CAIRO — Secretary of State John F. Kerry on Tuesday broadened the U.S. effort to reach a cease-fire in Gaza, seeking to revive a truce proposal rejected by Hamas militants a week ago.
Kerry met Tuesday with the intelligence chief of the Palestinian Authority, Majid Faraj, and with Egyptian President Abdel Fatah al-Sissi and other authors of the Egyptian cease-fire proposal.
There was no sign of progress toward reviving the truce offer, or amending it to make it more attractive to Hamas, as the United States is quietly urging. Israel accepted the proposal, but Hamas said it met none of the group’s demands.
“We are continuing to work, and there is more work to be done,” Kerry said after meetings at Egypt’s presidential palace.

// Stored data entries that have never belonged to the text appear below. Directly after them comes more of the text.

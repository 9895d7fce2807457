// Copyright 2025 Muvon Un Limited
//
// Licensed under the Apache License, Version 2.0 (the "License");
// you may not use this file except in compliance with the License.
// You may obtain a copy of the License at
//
//     http://www.apache.org/licenses/LICENSE-2.0
//
// Unless required by applicable law or agreed to in writing, software
// distributed under the License is distributed on an "AS IS" BASIS,
// WITHOUT WARRANTIES OR CONDITIONS OF ANY KIND, either express or implied.
// See the License for the specific language governing permissions and
// limitations under the License.

// Backend catalog entries as they appear in `[[backends]]`

use crate::session::ProviderKind;
use serde::{Deserialize, Serialize};

pub const MODEL_GPT: &str = "gpt-4o-mini";
pub const MODEL_LLAMA: &str = "llama3.2";

#[derive(Debug, Serialize, Deserialize, Clone, PartialEq)]
pub struct BackendConfig {
	/// Short key typed after `!model`
	pub key: String,
	/// Human readable name shown in confirmations
	pub name: String,
	pub provider: ProviderKind,
	/// Model identifier passed to the provider
	pub model: String,
}

impl BackendConfig {
	pub fn new(key: &str, name: &str, provider: ProviderKind, model: &str) -> Self {
		Self {
			key: key.to_string(),
			name: name.to_string(),
			provider,
			model: model.to_string(),
		}
	}
}

pub fn default_backends() -> Vec<BackendConfig> {
	vec![
		BackendConfig::new("gpt", "OpenAI GPT-4o Mini", ProviderKind::Hosted, MODEL_GPT),
		BackendConfig::new(
			"llama",
			"Llama 3.2 (Local)",
			ProviderKind::LocalServed,
			MODEL_LLAMA,
		),
	]
}
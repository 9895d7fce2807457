// Copyright 2025 Muvon Un Limited
//
// Licensed under the Apache License, Version 2.0 (the "License");
// you may not use this file except in compliance with the License.
// You may obtain a copy of the License at
//
//     http://www.apache.org/licenses/LICENSE-2.0
//
// Unless required by applicable law or agreed to in writing, software
// distributed under the License is distributed on an "AS IS" BASIS,
// WITHOUT WARRANTIES OR CONDITIONS OF ANY KIND, either express or implied.
// See the License for the specific language governing permissions and
// limitations under the License.

// Command completion and hinting for the tutor prompt

use crate::session::chat::commands::{COMMANDS, COMMAND_PREFIX};
use colored::*;
use rustyline::completion::{Completer, Pair};
use rustyline::error::ReadlineError;
use rustyline::highlight::Highlighter;
use rustyline::hint::{Hinter, HistoryHinter};
use rustyline::validate::Validator;
use rustyline::Helper;
use std::borrow::Cow::{self, Borrowed, Owned};

/// Commands matching a typed prefix, in table order
fn matching_commands(line: &str) -> impl Iterator<Item = &'static str> + '_ {
	let typed = line.to_lowercase();
	COMMANDS.into_iter().filter(move |cmd| cmd.starts_with(&typed))
}

pub struct CommandHelper {
	hinter: HistoryHinter,
}

impl CommandHelper {
	pub fn new() -> Self {
		Self {
			hinter: HistoryHinter {},
		}
	}
}

impl Default for CommandHelper {
	fn default() -> Self {
		Self::new()
	}
}

impl Helper for CommandHelper {}

impl Completer for CommandHelper {
	type Candidate = Pair;

	fn complete(
		&self,
		line: &str,
		_pos: usize,
		_ctx: &rustyline::Context<'_>,
	) -> Result<(usize, Vec<Self::Candidate>), ReadlineError> {
		// Only the command word is completed
		if !line.starts_with(COMMAND_PREFIX) || line.contains(' ') {
			return Ok((0, vec![]));
		}

		let candidates = matching_commands(line)
			.map(|cmd| Pair {
				display: cmd.to_string(),
				replacement: cmd.to_string(),
			})
			.collect();

		Ok((0, candidates))
	}
}

impl Hinter for CommandHelper {
	type Hint = String;

	fn hint(&self, line: &str, pos: usize, ctx: &rustyline::Context<'_>) -> Option<Self::Hint> {
		if line.starts_with(COMMAND_PREFIX) {
			if line.len() < 2 || line.contains(' ') {
				return None;
			}
			matching_commands(line)
				.next()
				.map(|cmd| cmd[line.len()..].to_string())
		} else {
			self.hinter.hint(line, pos, ctx)
		}
	}
}

impl Highlighter for CommandHelper {
	fn highlight<'l>(&self, line: &'l str, _pos: usize) -> Cow<'l, str> {
		if !line.starts_with(COMMAND_PREFIX) {
			return Borrowed(line);
		}

		let word = line.split_whitespace().next().unwrap_or_default();
		if matching_commands(word).next().is_some() {
			Owned(line.green().to_string())
		} else {
			Borrowed(line)
		}
	}

	fn highlight_char(&self, _line: &str, _pos: usize) -> bool {
		false
	}

	fn highlight_hint<'h>(&self, hint: &'h str) -> Cow<'h, str> {
		// Dim gray, like shell autocomplete
		Owned(hint.bright_black().to_string())
	}
}

impl Validator for CommandHelper {}

#[cfg(test)]
mod tests {
	use super::*;

	#[test]
	fn test_matching_commands() {
		let matches: Vec<&str> = matching_commands("!h").collect();
		assert_eq!(matches, vec!["!history", "!help"]);

		let matches: Vec<&str> = matching_commands("!E").collect();
		assert_eq!(matches, vec!["!exit"]);

		assert_eq!(matching_commands("!").count(), COMMANDS.len());
		assert_eq!(matching_commands("!zzz").count(), 0);
	}
}
// Copyright 2025 Muvon Un Limited
//
// Licensed under the Apache License, Version 2.0 (the "License");
// you may not use this file except in compliance with the License.
// You may obtain a copy of the License at
//
//     http://www.apache.org/licenses/LICENSE-2.0
//
// Unless required by applicable law or agreed to in writing, software
// distributed under the License is distributed on an "AS IS" BASIS,
// WITHOUT WARRANTIES OR CONDITIONS OF ANY KIND, either express or implied.
// See the License for the specific language governing permissions and
// limitations under the License.

// Interactive session runner

use super::core::ChatSession;
use super::output::TurnOutput;
use crate::config::Config;
use crate::session::chat::animation::show_loading_animation;
use crate::session::chat::dispatcher::{classify, Input};
use crate::session::chat::input::{InputEvent, LineSource, TerminalInput};
use crate::{log_debug, log_error, log_info};
use anyhow::Result;
use colored::*;
use std::sync::atomic::{AtomicBool, Ordering};
use std::sync::Arc;

// Run an interactive session on the terminal
pub async fn run_interactive_session(config: &Config, preferred_backend: Option<&str>) -> Result<()> {
	// Set the thread-local config for logging macros
	crate::config::set_thread_config(config);

	let mut session = ChatSession::from_config(config)?;
	let mut input = TerminalInput::new()?;
	let preferred = preferred_backend.unwrap_or(&config.default_backend).to_string();
	let render_markdown = session.settings().render_markdown;

	run_session(&mut session, &mut input, &preferred, |output| {
		output.print(render_markdown)
	})
	.await
}

/// The read → dispatch → display loop over any line source.
/// Ends on a quit command, end of input or an interrupt.
pub async fn run_session<S, D>(
	session: &mut ChatSession,
	input: &mut S,
	preferred_backend: &str,
	mut display: D,
) -> Result<()>
where
	S: LineSource,
	D: FnMut(&TurnOutput),
{
	display(&session.start(preferred_backend).await);
	display(&session.welcome());

	loop {
		let prompt = format!("[{}] > ", session.conversation().active_backend().key);

		let line = match input.read_line(&prompt) {
			Ok(InputEvent::Line(line)) => line,
			Ok(InputEvent::Interrupted) => {
				log_info!("Interrupted, ending session");
				display(&TurnOutput::goodbye());
				break;
			}
			Ok(InputEvent::Eof) => {
				display(&TurnOutput::goodbye());
				break;
			}
			Err(e) => {
				log_error!("Failed to read input: {}", e);
				break;
			}
		};

		let parsed = match classify(&line) {
			Ok(parsed) => parsed,
			Err(e) => {
				log_debug!("Rejected input: {}", e.kind());
				display(&TurnOutput::from_error(&e));
				continue;
			}
		};

		let output = match parsed {
			Input::Prompt(question) if session.settings().show_progress => {
				execute_with_progress(session, Input::Prompt(question)).await
			}
			other => session.execute(other).await,
		};

		display(&output);
		if output.exit {
			break;
		}
	}

	display(&session.finish());
	Ok(())
}

// Show the spinner while a prompt is in flight
async fn execute_with_progress(session: &mut ChatSession, input: Input) -> TurnOutput {
	println!(
		"{}",
		format!(
			"🤖 Thinking... (using {})",
			session.conversation().active_backend().display_name
		)
		.bright_blue()
	);

	let animation_cancel = Arc::new(AtomicBool::new(false));
	let animation_task = tokio::spawn(show_loading_animation(
		animation_cancel.clone(),
		"Generating response...".to_string(),
	));

	let output = session.execute(input).await;

	animation_cancel.store(true, Ordering::SeqCst);
	match animation_task.await {
		Ok(Err(e)) => {
			log_debug!("Spinner failed: {}", e);
		}
		Err(e) => {
			log_debug!("Spinner task failed: {}", e);
		}
		Ok(Ok(())) => {}
	}

	output
}
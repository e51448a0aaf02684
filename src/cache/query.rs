//! Bounded FIFO cache of completed answers.
//!
//! [`QueryCache`] maps `(prompt, RetrievalParams)` to the final answer text
//! and its formatted sources. It keeps the most recent N insertions and
//! evicts the oldest insertion first; a hit does not refresh an entry.
//!
//! Entries are never removed when parameters or documents change. A lookup
//! made under new parameters simply cannot match entries recorded under
//! old ones, so stale answers become unreachable without being purged.
//!
//! The cache is plain owned state with `&mut self` insertion: a session
//! owns one cache per mode and a turn holds the only mutable borrow, so an
//! answer is visible from the next turn onwards and never to the turn
//! that is still generating it.

use std::collections::VecDeque;

use tracing::debug;

use crate::telemetry;
use crate::types::{Mode, RetrievalParams};

/// Configuration for the query cache.
///
/// ```rust
/// # use mimir::CacheConfig;
/// let config = CacheConfig::new().capacity(25);
/// assert_eq!(config.capacity, 25);
/// ```
#[derive(Debug, Clone)]
pub struct CacheConfig {
    /// Maximum number of cached answers. Default: 10. Zero is treated as one.
    pub capacity: usize,
}

impl Default for CacheConfig {
    fn default() -> Self {
        Self { capacity: 10 }
    }
}

impl CacheConfig {
    /// Create a new config with sensible defaults.
    pub fn new() -> Self {
        Self::default()
    }

    /// Set the maximum number of cached answers.
    pub fn capacity(mut self, n: usize) -> Self {
        self.capacity = n;
        self
    }
}

/// One completed answer.
#[derive(Debug, Clone, PartialEq)]
pub struct CacheEntry {
    pub prompt: String,
    pub parameters: RetrievalParams,
    pub response: String,
    pub sources: Option<String>,
}

impl CacheEntry {
    fn matches(&self, prompt: &str, parameters: &RetrievalParams) -> bool {
        self.prompt == prompt && self.parameters == *parameters
    }
}

/// Answer returned on a cache hit.
#[derive(Debug, Clone, PartialEq)]
pub struct CachedResponse {
    pub response: String,
    pub sources: Option<String>,
}

/// Most-recent-N answer cache with FIFO eviction.
#[derive(Debug, Clone)]
pub struct QueryCache {
    entries: VecDeque<CacheEntry>,
    capacity: usize,
    mode: Mode,
}

impl QueryCache {
    /// Create an empty cache for the given mode.
    ///
    /// The mode only labels metrics.
    pub fn new(config: &CacheConfig, mode: Mode) -> Self {
        let capacity = config.capacity.max(1);
        Self {
            entries: VecDeque::with_capacity(capacity),
            capacity,
            mode,
        }
    }

    /// Record a completed answer, evicting the oldest entry when full.
    pub fn put(
        &mut self,
        prompt: impl Into<String>,
        parameters: RetrievalParams,
        response: impl Into<String>,
        sources: Option<String>,
    ) {
        if self.entries.len() == self.capacity
            && let Some(evicted) = self.entries.pop_front()
        {
            debug!(mode = %self.mode, prompt = %evicted.prompt, "query cache evicted oldest entry");
        }
        self.entries.push_back(CacheEntry {
            prompt: prompt.into(),
            parameters,
            response: response.into(),
            sources,
        });
    }

    /// Look up an answer by exact prompt and parameters.
    ///
    /// Scans newest first. Emits cache hit/miss metrics.
    pub fn get(&self, prompt: &str, parameters: &RetrievalParams) -> Option<CachedResponse> {
        let hit = self
            .entries
            .iter()
            .rev()
            .find(|entry| entry.matches(prompt, parameters))
            .map(|entry| CachedResponse {
                response: entry.response.clone(),
                sources: entry.sources.clone(),
            });

        let mode = self.mode.as_str();
        if hit.is_some() {
            metrics::counter!(telemetry::CACHE_HITS_TOTAL, "mode" => mode).increment(1);
        } else {
            metrics::counter!(telemetry::CACHE_MISSES_TOTAL, "mode" => mode).increment(1);
        }
        debug!(mode, hit = hit.is_some(), "query cache probe");
        hit
    }

    /// Number of cached answers.
    pub fn len(&self) -> usize {
        self.entries.len()
    }

    /// Whether the cache is empty.
    pub fn is_empty(&self) -> bool {
        self.entries.is_empty()
    }

    /// Maximum number of cached answers.
    pub fn capacity(&self) -> usize {
        self.capacity
    }

    /// Entries from oldest to newest.
    pub fn iter(&self) -> impl Iterator<Item = &CacheEntry> {
        self.entries.iter()
    }
}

The top U.S. diplomat is in the Middle East for open-ended talks aimed at stopping the violence, which has killed about 600 Palestinians, many of them civilians, and 29 Israelis. It is the longest and deadliest episode in the on-again, off-again Israeli-Palestinian conflict since President Obama took office.
The Associated Press reported that before Kerry began his meetings with top Egyptian and Arab League officials Tuesday, Israeli aircraft hit more than 70 targets in the Gaza Strip, according to a Gaza police official. They reportedly included the home of the late leader of Hamas’s military wing, five mosques and a soccer stadium.

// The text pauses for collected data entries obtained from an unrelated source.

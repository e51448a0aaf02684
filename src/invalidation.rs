//! Deciding when the retrieval engine must be rebuilt.
//!
//! [`InvalidationController`] remembers the document fingerprint and
//! retrieval parameters the current engine was built for. Each turn it is
//! handed the current ones and either reuses the engine, rebuilds it, or
//! reports that there is nothing to build from.
//!
//! | previous state  | documents | fingerprint/params  | result                   |
//! |-----------------|-----------|---------------------|--------------------------|
//! | any             | none      | –                   | engine dropped, no files |
//! | uninitialised   | present   | –                   | build                    |
//! | engine ready    | present   | either changed      | drop and rebuild         |
//! | engine ready    | present   | both unchanged      | reuse                    |
//!
//! There is no memory of older fingerprints: going back to a document set
//! seen two turns ago is a change like any other. A missing fingerprint
//! never counts as unchanged, so every turn without documents reports the
//! condition again. None of this touches the query cache.

use std::sync::Arc;

use tracing::{debug, info, warn};

use crate::engine::{ChatEngine, EngineFactory};
use crate::fingerprint::DocumentFingerprint;
use crate::types::RetrievalParams;
use crate::uploads::DocumentSet;
use crate::{Result, telemetry};

/// Whether an engine is available.
#[derive(Debug, Clone, Copy, PartialEq, Eq)]
pub enum ControllerState {
    Uninitialized,
    EngineReady,
}

/// What [`InvalidationController::decide`] concluded.
#[derive(Debug, Clone, Copy, PartialEq, Eq)]
pub enum Decision {
    /// No documents: drop any engine and report it.
    NoDocuments,
    /// No engine yet: build one.
    Build,
    /// Fingerprint or parameters changed: drop the engine and build anew.
    Rebuild,
    /// Nothing changed.
    Reuse,
}

/// What [`InvalidationController::prepare`] did.
#[derive(Debug, Clone, Copy, PartialEq, Eq)]
pub enum Transition {
    NoDocuments,
    Built,
    Rebuilt,
    Reused,
}

impl Transition {
    /// Whether a new engine was built.
    pub fn built_engine(&self) -> bool {
        matches!(self, Transition::Built | Transition::Rebuilt)
    }
}

/// Tracks which document set and parameters the live engine belongs to.
#[derive(Default)]
pub struct InvalidationController {
    last_fingerprint: Option<DocumentFingerprint>,
    last_params: Option<RetrievalParams>,
    engine: Option<Arc<dyn ChatEngine>>,
    builds: u64,
}

impl InvalidationController {
    pub fn new() -> Self {
        Self::default()
    }

    pub fn state(&self) -> ControllerState {
        if self.engine.is_some() {
            ControllerState::EngineReady
        } else {
            ControllerState::Uninitialized
        }
    }

    /// The live engine, if any.
    pub fn engine(&self) -> Option<Arc<dyn ChatEngine>> {
        self.engine.clone()
    }

    /// Number of engines built so far.
    pub fn rebuild_count(&self) -> u64 {
        self.builds
    }

    pub fn last_fingerprint(&self) -> Option<&DocumentFingerprint> {
        self.last_fingerprint.as_ref()
    }

    pub fn last_params(&self) -> Option<&RetrievalParams> {
        self.last_params.as_ref()
    }

    /// Classify a turn without changing anything.
    pub fn decide(
        &self,
        fingerprint: Option<&DocumentFingerprint>,
        params: &RetrievalParams,
    ) -> Decision {
        let Some(fingerprint) = fingerprint else {
            return Decision::NoDocuments;
        };
        if self.engine.is_none() {
            return Decision::Build;
        }
        if self.last_fingerprint.as_ref() != Some(fingerprint)
            || self.last_params.as_ref() != Some(params)
        {
            Decision::Rebuild
        } else {
            Decision::Reuse
        }
    }

    /// Bring the engine in line with this turn's documents and parameters.
    ///
    /// On a build failure the controller is left without an engine and
    /// without tracked state, so the next turn tries again.
    pub async fn prepare(
        &mut self,
        fingerprint: Option<DocumentFingerprint>,
        documents: &DocumentSet,
        params: RetrievalParams,
        factory: &dyn EngineFactory,
    ) -> Result<Transition> {
        let decision = self.decide(fingerprint.as_ref(), &params);
        debug!(?decision, ?fingerprint, "invalidation decision");

        match decision {
            Decision::Reuse => return Ok(Transition::Reused),
            Decision::NoDocuments => {
                if self.engine.take().is_some() {
                    info!("documents removed, retrieval engine dropped");
                }
                self.last_fingerprint = None;
                self.last_params = Some(params);
                return Ok(Transition::NoDocuments);
            }
            Decision::Build | Decision::Rebuild => {}
        }

        // The old engine goes first, whatever happens to the new one.
        self.engine = None;
        self.last_fingerprint = None;
        self.last_params = None;

        let engine = match factory.retrieval(documents, params).await {
            Ok(engine) => engine,
            Err(e) => {
                warn!(error = %e, "failed to build retrieval engine");
                return Err(e);
            }
        };

        self.engine = Some(engine);
        self.last_fingerprint = fingerprint;
        self.last_params = Some(params);
        self.builds += 1;
        metrics::counter!(telemetry::ENGINE_BUILDS_TOTAL, "mode" => "rag").increment(1);
        info!(
            documents = documents.len(),
            num_docs = params.num_docs(),
            similarity_threshold = params.similarity_threshold(),
            rebuild = decision == Decision::Rebuild,
            "retrieval engine ready"
        );

        Ok(if decision == Decision::Rebuild {
            Transition::Rebuilt
        } else {
            Transition::Built
        })
    }

    /// Drop the engine and forget the tracked state; the next turn with
    /// documents builds from scratch.
    pub fn invalidate(&mut self) {
        self.engine = None;
        self.last_fingerprint = None;
        self.last_params = None;
    }
}
//! Turning engine output into a [`Completion`].
//!
//! [`accumulate`] is a plain fold over the token stream; the `on_token`
//! hook lets a front-end render fragments as they arrive without the fold
//! knowing anything about display. Only the folded string is ever cached.

use futures_util::StreamExt;
use tracing::warn;

use crate::{MimirError, Result};
use crate::types::{Completion, EngineResponse, EventStream, GenerationEvent};

/// Fold a token stream into the final answer.
///
/// Stops at [`GenerationEvent::Done`] or at the end of the stream, calling
/// `on_token` for each fragment along the way. The first error aborts the
/// fold and is returned.
pub async fn accumulate<F>(mut events: EventStream, mut on_token: F) -> Result<String>
where
    F: FnMut(&str),
{
    let mut text = String::new();
    while let Some(event) = events.next().await {
        match event? {
            GenerationEvent::Token(token) => {
                on_token(&token);
                text.push_str(&token);
            }
            GenerationEvent::Done => break,
        }
    }
    Ok(text)
}

/// Drive an engine response to completion.
///
/// Errors become a [`Completion::failure`] carrying the error text, so
/// the caller always has something to show. A blank answer counts as
/// [`MimirError::EmptyResponse`]. A complete response is passed to
/// `on_token` in one piece.
pub async fn complete<F>(response: Result<EngineResponse>, mut on_token: F) -> Completion
where
    F: FnMut(&str),
{
    let result = match response {
        Ok(EngineResponse::Complete { text, sources }) => {
            on_token(&text);
            Ok((text, sources))
        }
        Ok(EngineResponse::Stream { events, sources }) => accumulate(events, on_token)
            .await
            .map(|text| (text, sources)),
        Err(e) => Err(e),
    }
    .and_then(|(text, sources)| {
        if text.trim().is_empty() {
            Err(MimirError::EmptyResponse)
        } else {
            Ok((text, sources))
        }
    });

    match result {
        Ok((text, sources)) => Completion::success(text, &sources),
        Err(e) => {
            warn!(error = %e, "generation failed");
            Completion::failure(e)
        }
    }
}

#[cfg(test)]
mod tests {
    use super::*;
    use crate::types::{CompletionKind, SourceReference};

    fn stream(events: Vec<Result<GenerationEvent>>) -> EventStream {
        Box::pin(futures_util::stream::iter(events))
    }

    #[tokio::test]
    async fn accumulate_concatenates_until_done() {
        let mut seen = Vec::new();
        let text = accumulate(
            stream(vec![
                Ok(GenerationEvent::Token("Hel".into())),
                Ok(GenerationEvent::Token("lo".into())),
                Ok(GenerationEvent::Done),
                Ok(GenerationEvent::Token("ignored".into())),
            ]),
            |t| seen.push(t.to_string()),
        )
        .await
        .unwrap();
        assert_eq!(text, "Hello");
        assert_eq!(seen, vec!["Hel", "lo"]);
    }

    #[tokio::test]
    async fn accumulate_without_done_marker() {
        let text = accumulate(stream(vec![Ok(GenerationEvent::Token("x".into()))]), |_| {})
            .await
            .unwrap();
        assert_eq!(text, "x");
    }

    #[tokio::test]
    async fn mid_stream_error_is_failure() {
        let completion = complete(
            Ok(EngineResponse::Stream {
                events: stream(vec![
                    Ok(GenerationEvent::Token("partial".into())),
                    Err(MimirError::Stream("connection reset".into())),
                ]),
                sources: vec![SourceReference::new("a", "b")],
            }),
            |_| {},
        )
        .await;
        assert_eq!(completion.kind, CompletionKind::Failure);
        assert!(completion.response.contains("connection reset"));
        assert!(!completion.response.contains("partial"));
        assert!(completion.sources.is_none());
    }

    #[tokio::test]
    async fn complete_response_formats_sources() {
        let completion = complete(
            Ok(EngineResponse::Complete {
                text: "answer".into(),
                sources: vec![SourceReference::new("doc.txt", "passage")],
            }),
            |_| {},
        )
        .await;
        assert!(completion.is_success());
        assert_eq!(completion.response, "answer");
        assert_eq!(
            completion.sources.as_deref(),
            Some("📄 **doc.txt**\n> passage")
        );
    }

    #[tokio::test]
    async fn blank_stream_is_empty_response() {
        let completion = complete(
            Ok(EngineResponse::Stream {
                events: stream(vec![
                    Ok(GenerationEvent::Token("  \n".into())),
                    Ok(GenerationEvent::Done),
                ]),
                sources: Vec::new(),
            }),
            |_| {},
        )
        .await;
        assert_eq!(completion.kind, CompletionKind::Failure);
        assert!(completion.response.contains("empty response"));
    }

    #[tokio::test]
    async fn engine_error_is_failure() {
        let completion = complete(Err(MimirError::EmptyResponse), |_| {}).await;
        assert_eq!(completion.kind, CompletionKind::Failure);
    }
}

Israel has also been targeting an extensive tunnel system along its border with Gaza, and its ground offensive has pressed deep into the Palestinian territory, which is governed by Hamas. The announcement this spring of a Palestinian unity government headed by the moderate Fatah wing and backed by the militant Hamas faction helped sink U.S.-led peace talks with Israel but has had no apparent effect on reining in Hamas or stopping rocket fire from Gaza into Israel.
There was no immediate response from Kerry to reports Tuesday that an Israeli soldier is missing after ground operations in Gaza. “Our thoughts are with his family,” State Department spokeswoman Jen Psaki said, referring inquiries to the Israeli military.

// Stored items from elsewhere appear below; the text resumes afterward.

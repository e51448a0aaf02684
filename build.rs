use vergen_gitcl::{Build, Cargo, Emitter, Gitcl};

fn main() -> Result<(), Box<dyn std::error::Error>> {
    let build = Build::builder().build_timestamp(true).build();
    let cargo = Cargo::builder().build();
    let gitcl = Gitcl::builder().branch(true).sha(true).dirty(true).build();

    // Git metadata is optional: builds from a source tarball fall back to "unknown".
    Emitter::default()
        .add_instructions(&build)?
        .add_instructions(&cargo)?
        .add_instructions(&gitcl)?
        .emit()?;

    Ok(())
}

It is not clear that Israel is ready to halt the offensive now, and Hamas has pledged to continue to fight.
Israeli Prime Minister Benjamin Netanyahu has said that he welcomes efforts toward a truce, but he has not publicly invited Kerry to come to Israel. U.S. officials said he may go there later this week but for now is conducting talks from Cairo.
Kerry was deferential to Egypt, stressing that his role is to assist the longtime Arab power broker as it leads the cease-fire efforts.
“There is a framework available to end the violence, and that framework is the Egyptian initiative that has been put forward,” Kerry said as he and Foreign Minister Sameh Shoukry addressed reporters.
Shoukry thanked Kerry for the U.S. backing but stressed that the Egyptian proposal had received “wide support” on its own. The Arab League and the United Nations back the plan.
“We have reached a common vision, which is to push the Palestinians and the Israelis to reach a cease-fire agreement, and to put an end to the bloodshed and the killing of innocent women and children,” Shoukry said.
A senior State Department official later said a truce is not immediately at hand.
“Right now our focus is on stopping the rocket fire so that we can begin a serious negotiation on the key issues,” said the official, who spoke on the condition of anonymity to describe Kerry’s objectives. “There are a range of options under consideration for a cease-fire. We did not expect to resolve that question today.”
Egypt and other Arab states, notably Qatar, are applying pressure on Hamas to relent.
Sissi’s military-backed government came to power after the ouster last year of President Mohamed Morsi, a Muslim Brotherhood stalwart. The new government has banned the Brotherhood, which had close ties to Gaza’s Islamist militants. That limits Cairo’s direct influence over Hamas, but Egyptian and U.S. officials say Egypt’s control of key border crossings with isolated Gaza gives it significant leverage.
The Obama administration is urging greater humanitarian access to Gaza through those border points, which could encourage Hamas to talk, Arab and other officials said.
“Hamas has a fundamental choice to make, and it is a choice that will have a profound impact for the people of Gaza,” Kerry said. “The Egyptians have provided a framework and a forum for them to be able to come to the table to have a serious discussion together with other factions of the Palestinians.”
Kerry’s presence in the region places obvious additional pressure on Israel to halt its offensive, but he was careful Tuesday to defend Israel’s right to prosecute what it calls a defensive military effort.
Growing international criticism of Israel’s two-week-old campaign centers on the heavy civilian death toll and what many consider a disproportionate use of force. Past Israeli-Palestinian conflicts have ended when the United States, as Israel’s chief ally and international defender, leaned on Israel to stop.
Kerry’s visit comes after he was caught on tape Sunday apparently criticizing Israel’s offensive in the Gaza Strip as being far larger than the “pinpoint” operation that Netanyahu had promised.